Humans don’t absorb 100 percent of the drugs we consume. The pharmaceuticals that our bodies don’t use are cleared from our systems and flushed down into sewage systems, processed in water treatment plants, and finally dumped into streams and other waterways.
But an alarming number of pharmaceutical compounds aren’t filtered out during the treatment process. Research published today in Nature Communications shows that this might have an even bigger effect on stream ecosystems than anyone expected. A range of drugs used by humans were detected in Australian stream invertebrates and the spiders that eat them. The researchers have reason to worry that this will have compounding effects up the food chain – to stream predators like trout, or Australian favorite the platypus.
Pharmaceuticals that Drug Bugs
Freshwater aquatic invertebrates are foundational members of stream ecosystems worldwide. They are the tiny critters living under rocks and fallen logs, eating things like algae, leaf litter, and each other to keep the system spinning. They’re things like snails, worms, mussels, crayfish, and larvae of insects like dragonflies.
In the new research, the team, led by Erinn Richmond, then at Monash University, was interested in how much these aquatic invertebrates were absorbing chemical compounds, specifically from pharmaceuticals, that pollute rivers.

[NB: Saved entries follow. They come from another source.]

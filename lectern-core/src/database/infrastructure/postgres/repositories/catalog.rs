use async_trait::async_trait;
use chrono::{DateTime, Utc};
use sqlx::PgPool;
use tracing::info;
use uuid::Uuid;

use lectern_model::{Course, CourseId, CourseStatus, Lecture, LectureId, Section, SectionId};

use crate::database::ports::catalog::{
    CatalogRepository, LectureUpdate, NewCourse, NewLecture, NewSection,
};
use crate::error::{CoreError, Result};

#[derive(Clone, Debug)]
pub struct PostgresCatalogRepository {
    pool: PgPool,
}

impl PostgresCatalogRepository {
    pub fn new(pool: PgPool) -> Self {
        Self { pool }
    }

    fn pool(&self) -> &PgPool {
        &self.pool
    }
}

#[derive(Debug, sqlx::FromRow)]
struct CourseRow {
    id: Uuid,
    title: String,
    description: String,
    status: String,
    total_hours: f64,
    created_at: DateTime<Utc>,
    updated_at: DateTime<Utc>,
}

impl CourseRow {
    fn into_course(self) -> Result<Course> {
        let status: CourseStatus = self.status.parse().map_err(CoreError::Internal)?;
        Ok(Course {
            id: CourseId(self.id),
            title: self.title,
            description: self.description,
            status,
            total_hours: self.total_hours,
            created_at: self.created_at,
            updated_at: self.updated_at,
        })
    }
}

#[derive(Debug, sqlx::FromRow)]
struct SectionRow {
    id: Uuid,
    course_id: Uuid,
    title: String,
    description: String,
    index: i32,
    is_published: bool,
    is_deleted: bool,
    total_hours: f64,
    created_at: DateTime<Utc>,
    updated_at: DateTime<Utc>,
}

impl From<SectionRow> for Section {
    fn from(row: SectionRow) -> Self {
        Section {
            id: SectionId(row.id),
            course_id: CourseId(row.course_id),
            title: row.title,
            description: row.description,
            index: row.index,
            is_published: row.is_published,
            is_deleted: row.is_deleted,
            total_hours: row.total_hours,
            created_at: row.created_at,
            updated_at: row.updated_at,
        }
    }
}

#[derive(Debug, sqlx::FromRow)]
struct LectureRow {
    id: Uuid,
    section_id: Uuid,
    title: String,
    description: String,
    storage_id: String,
    duration_seconds: i32,
    index: i32,
    is_free_preview: bool,
    is_deleted: bool,
    created_at: DateTime<Utc>,
    updated_at: DateTime<Utc>,
}

impl From<LectureRow> for Lecture {
    fn from(row: LectureRow) -> Self {
        Lecture {
            id: LectureId(row.id),
            section_id: SectionId(row.section_id),
            title: row.title,
            description: row.description,
            storage_id: row.storage_id,
            duration_seconds: row.duration_seconds,
            index: row.index,
            is_free_preview: row.is_free_preview,
            is_deleted: row.is_deleted,
            created_at: row.created_at,
            updated_at: row.updated_at,
        }
    }
}

const COURSE_COLUMNS: &str =
    "id, title, description, status, total_hours, created_at, updated_at";
const SECTION_COLUMNS: &str = r#"id, course_id, title, description, "index", is_published, is_deleted, total_hours, created_at, updated_at"#;
const LECTURE_COLUMNS: &str = r#"id, section_id, title, description, storage_id, duration_seconds, "index", is_free_preview, is_deleted, created_at, updated_at"#;
pub mod postgres;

Richmond collected invertebrates from six streams in Melbourne, Australia that spanned a gradient of wastewater exposure, from highly contaminated to relatively pristine.
The team then tested the invertebrates – after sacrificing them for science, R.I.P. – for chemical compounds using a technique called Liquid Chromatography Mass Spectrometry (LC-MS). This process separates distinct chemical compounds (the LC step) and then measures each one’s ratio of mass to their ionic charge (the MS step). The latter gives a unique signature that can be used to identify different compounds.
They detected 69 different drug compounds across all the invertebrates they sampled. Every single invertebrate they tested had detectable amounts of at least one pharmaceutical – even the ones from the most pristine river they looked at.
“We were just amazed at the sheer diversity of compounds,” says Richmond. “We expected to see higher concentrations downstream of direct inputs from wastewater treatment plants, but we were very surprised to see just how many we were finding.”
Many of these aquatic invertebrates are the larvae of insects that leave the water as adults. This means they live out the rest of their lives on land where they might be eaten by terrestrial predators like spiders.
So to see if the aquatic pharmaceutical contamination would make it onto land, the scientists also tested the spiders living on the river’s edge that are known to specialize in eating the adult versions of the river-based larvae.
They found traces of 66 of the compounds in the spiders. At some sites, the pharmaceutical concentrations were an order of magnitude higher than in the nearby aquatic invertebrates.
This would suggest some of these compounds are bioaccumulating, or becoming more and more concentrated as they move up the food chain. A single spider eats a lot of insects, so any time a compound has accumulated in the bodies of the insects, the spider that eats them will be exposed to substantially higher levels.
But the researchers’ results on this front were inconclusive: in their most contaminated site, pharmaceutical concentrations were lower in the spiders than in the stream invertebrates, not higher. This could simply be a sign that those spiders were eating fewer stream invertebrates than their cousins living near less polluted streams, but it’s too hard to say without a more direct test.
Regardless of the size of this contamination multiplier, it’s still clear that many of the pharmaceuticals in the streams made it up onto land.
Bugs Drugged, Platypuses Bugged
The researchers lastly considered how these pharmaceuticals might affect two predators in their Australian stream ecosystems: the non-native brown trout and the native Australian platypus. Both exclusively feed on invertebrates in the stream, so the team wanted to estimate just how much of these drugs they might be exposed to.
They crunched the numbers based on the concentrations they measured in the invertebrates and the predators’ normal eating habits. They found that the two predators are likely taking in drugs on a daily basis from at least 22 different drug classes at a rate of about 2 to 10 percent of what a human dose would be.
The notable exception was antidepressants: The scientists estimated the trout would consume almost 30 percent of a human antidepressant dose daily, while the platypus would take in closer to 50 percent. Richmond thinks this could be because of some combination of high use of the drugs and their persistence in waterways, which allows them to maintain consistently higher concentrations in the water — and in the animals.
More research is needed to confirm the extent of this problem globally and how these pharmaceutical concentrations affect the animals throughout these food webs.